Alcoa sees rapid growth of aluminium in the electronics market, as evidenced by its recent acquisition of a minority stake in Electronics Recycling International, the largest recycler of electronics waste in the U.S.

"Consumer electronics represents a fast-growing market for aluminium, with the aluminium content in laptops alone expected to increase 30% by 2013 from a 2010 baseline," said Alcoa’s Chief Sustainability Officer Kevin Anton.

Apple popularised aluminium laptops in 2003 with the introduction of the aluminium PowerBook G4. In 2008, the company outdid itself by implementing a custom-developed aluminium unibody enclosure for the release of the MacBook Air and later the MacBook and MacBook Pro. The unibody manufacturing process utilises "computer numerical control" machines to carve a chassis out of one block of aluminium.

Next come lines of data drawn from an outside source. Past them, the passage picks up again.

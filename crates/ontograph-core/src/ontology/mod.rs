//! Ontology store seam.
//!
//! The engine never loads or reasons over ontology files. It reads axioms
//! and annotations through [`OntologyStore`], which the reasoner layer
//! implements. [`Ontology`] is the in-memory implementation used by the CLI
//! (as a JSON snapshot) and by tests.

use serde::{Deserialize, Serialize};
use std::collections::HashSet;

use crate::expression::{Axiom, ClassExpression, Subsumption};

/// Read access to a loaded ontology and its import closure.
pub trait OntologyStore {
    /// IRI of the root ontology.
    fn iri(&self) -> &str;

    /// All axioms of the import closure, root ontology first.
    fn axioms(&self) -> Vec<&Axiom>;

    /// All annotation assertions of the import closure, root ontology first.
    fn annotations(&self) -> Vec<&Annotation>;

    /// The subsumption axioms among [`OntologyStore::axioms`], in order.
    fn subsumptions(&self) -> Vec<&Subsumption> {
        self.axioms()
            .into_iter()
            .filter_map(Axiom::as_subsumption)
            .collect()
    }
}

/// A literal value attached through an annotation property.
#[derive(Debug, Clone, PartialEq, Eq, Hash, Serialize, Deserialize)]
pub struct Literal {
    pub value: String,
    /// Language tag, e.g. `en`.
    #[serde(default, skip_serializing_if = "Option::is_none")]
    pub lang: Option<String>,
}

impl Literal {
    pub fn new(value: impl Into<String>) -> Self {
        Self {
            value: value.into(),
            lang: None,
        }
    }

    pub fn with_lang(mut self, lang: impl Into<String>) -> Self {
        self.lang = Some(lang.into());
        self
    }
}

/// `subject property "value"` (label, comment, cross-reference, ...).
#[derive(Debug, Clone, PartialEq, Eq, Hash, Serialize, Deserialize)]
pub struct Annotation {
    /// Annotated class id.
    pub subject: String,
    /// Annotation property IRI.
    pub property: String,
    pub value: Literal,
}

/// In-memory ontology with an import closure.
#[derive(Debug, Clone, Default, PartialEq, Serialize, Deserialize)]
#[serde(default)]
pub struct Ontology {
    pub iri: String,
    pub axioms: Vec<Axiom>,
    pub annotations: Vec<Annotation>,
    pub imports: Vec<Ontology>,
}

impl Ontology {
    pub fn new(iri: impl Into<String>) -> Self {
        Self {
            iri: iri.into(),
            ..Default::default()
        }
    }

    pub fn add_axiom(&mut self, axiom: impl Into<Axiom>) {
        self.axioms.push(axiom.into());
    }

    /// Add `sub ⊑ sup`.
    pub fn subclass_of(
        mut self,
        sub: impl Into<ClassExpression>,
        sup: impl Into<ClassExpression>,
    ) -> Self {
        self.axioms.push(Axiom::subclass_of(sub, sup));
        self
    }

    pub fn with_axiom(mut self, axiom: impl Into<Axiom>) -> Self {
        self.add_axiom(axiom);
        self
    }

    /// Attach a literal to a class.
    pub fn annotate(
        mut self,
        subject: impl Into<String>,
        property: impl Into<String>,
        value: Literal,
    ) -> Self {
        self.annotations.push(Annotation {
            subject: subject.into(),
            property: property.into(),
            value,
        });
        self
    }

    pub fn import(mut self, ontology: Ontology) -> Self {
        self.imports.push(ontology);
        self
    }

    /// The import closure, depth-first, each IRI visited once.
    pub fn closure(&self) -> Vec<&Ontology> {
        let mut seen = HashSet::new();
        let mut out = Vec::new();
        self.collect_closure(&mut seen, &mut out);
        out
    }

    fn collect_closure<'a>(&'a self, seen: &mut HashSet<&'a str>, out: &mut Vec<&'a Ontology>) {
        if !seen.insert(self.iri.as_str()) {
            return;
        }
        out.push(self);
        for import in &self.imports {
            import.collect_closure(seen, out);
        }
    }

    /// Read a JSON snapshot.
    pub fn from_json(json: &str) -> Result<Self, serde_json::Error> {
        serde_json::from_str(json)
    }

    pub fn to_json(&self) -> Result<String, serde_json::Error> {
        serde_json::to_string_pretty(self)
    }
}

impl OntologyStore for Ontology {
    fn iri(&self) -> &str {
        &self.iri
    }

    fn axioms(&self) -> Vec<&Axiom> {
        self.closure()
            .into_iter()
            .flat_map(|o| o.axioms.iter())
            .collect()
    }

    fn annotations(&self) -> Vec<&Annotation> {
        self.closure()
            .into_iter()
            .flat_map(|o| o.annotations.iter())
            .collect()
    }
}
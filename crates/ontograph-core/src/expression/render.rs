//! Manchester-style rendering.
//!
//! Named classes render verbatim, conjunctions as `L and R`, restrictions as
//! `R some F`. A composite operand of a composite expression is wrapped in
//! parentheses so the text reads back to the same tree.
//!
//! A class or relation name that would not read back as one word is
//! bracketed, with `\`, `>` and line breaks escaped:
//!
//! ```text
//! Father Figure   ->  <Father Figure>
//! and             ->  <and>
//! a>b             ->  <a\>b>
//! ```

use std::fmt::{self, Write};

use super::{Axiom, ClassExpression, Subsumption};

/// Words with a meaning of their own in the rendering.
pub(crate) const KEYWORDS: [&str; 3] = ["and", "some", "SubClassOf"];

pub(crate) const NAME_OPEN: char = '<';
pub(crate) const NAME_CLOSE: char = '>';
pub(crate) const NAME_ESCAPE: char = '\\';

/// True when `name` reads back unchanged as a bare word.
fn is_plain_name(name: &str) -> bool {
    !name.is_empty()
        && !KEYWORDS.contains(&name)
        && !name
            .chars()
            .any(|c| c.is_whitespace() || matches!(c, '(' | ')' | '<' | '>' | '\\'))
}

fn write_name(f: &mut fmt::Formatter<'_>, name: &str) -> fmt::Result {
    if is_plain_name(name) {
        return f.write_str(name);
    }
    f.write_char(NAME_OPEN)?;
    for c in name.chars() {
        match c {
            '\n' => f.write_str("\\n")?,
            '\r' => f.write_str("\\r")?,
            NAME_ESCAPE | NAME_CLOSE => {
                f.write_char(NAME_ESCAPE)?;
                f.write_char(c)?;
            }
            c => f.write_char(c)?,
        }
    }
    f.write_char(NAME_CLOSE)
}

fn write_operand(f: &mut fmt::Formatter<'_>, expr: &ClassExpression) -> fmt::Result {
    if expr.is_atomic() {
        write!(f, "{}", expr)
    } else {
        write!(f, "({})", expr)
    }
}

impl fmt::Display for ClassExpression {
    fn fmt(&self, f: &mut fmt::Formatter<'_>) -> fmt::Result {
        match self {
            Self::Atomic(id) => write_name(f, id),
            Self::Conjunction(left, right) => {
                write_operand(f, left)?;
                f.write_str(" and ")?;
                write_operand(f, right)
            }
            Self::Existential(relation, filler) => {
                write_name(f, relation)?;
                f.write_str(" some ")?;
                write_operand(f, filler)
            }
        }
    }
}

impl fmt::Display for Subsumption {
    fn fmt(&self, f: &mut fmt::Formatter<'_>) -> fmt::Result {
        write!(f, "{} SubClassOf {}", self.sub, self.sup)
    }
}

impl fmt::Display for Axiom {
    fn fmt(&self, f: &mut fmt::Formatter<'_>) -> fmt::Result {
        match self {
            Self::SubClassOf(s) => write!(f, "{}", s),
            Self::EquivalentClasses(exprs) | Self::DisjointClasses(exprs) => {
                write!(f, "{}(", self.kind_name())?;
                for (i, expr) in exprs.iter().enumerate() {
                    if i > 0 {
                        f.write_str(", ")?;
                    }
                    write!(f, "{}", expr)?;
                }
                f.write_str(")")
            }
            Self::Other { kind } => write!(f, "{}(..)", kind),
        }
    }
}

Aluminium has made its way to Apple's post-PC products as well, within an appearance in various versions of the iPod, iPhone and iPad. Apple indicated in its recent Environmental Report for the iPad 2 that the device's aluminium casing is "highly desired by recyclers."

Although, interestingly enough, the second-generation tablet requires slightly more aluminium (135g compared to 125g) than its predecessor, despite being 15% lighter.

Some reports have speculated that the concurrent release of the white model of the iPad 2 was made possible because its aluminium back does not suffer from the same light leakage issues as the iPhone 4's glass panels. The white iPhone 4 was announced last year, but was delayed by Apple until this spring.

Given Apple's frequent use of aluminium in its products, speculation has emerged that the next-generation iPhone will feature an aluminium back. The original iPhone used an aluminium back, but was phased out in favour of a plastic back on the iPhone 3G and iPhone 3GS.

The iPhone 4 currently sports front and rear glass panels and a stainless steel outer frame that doubles as an antenna. Apple's decision to use the frame as an antenna drew criticism last summer after some users reported dropped calls and reduced signal bars when gripping the phone.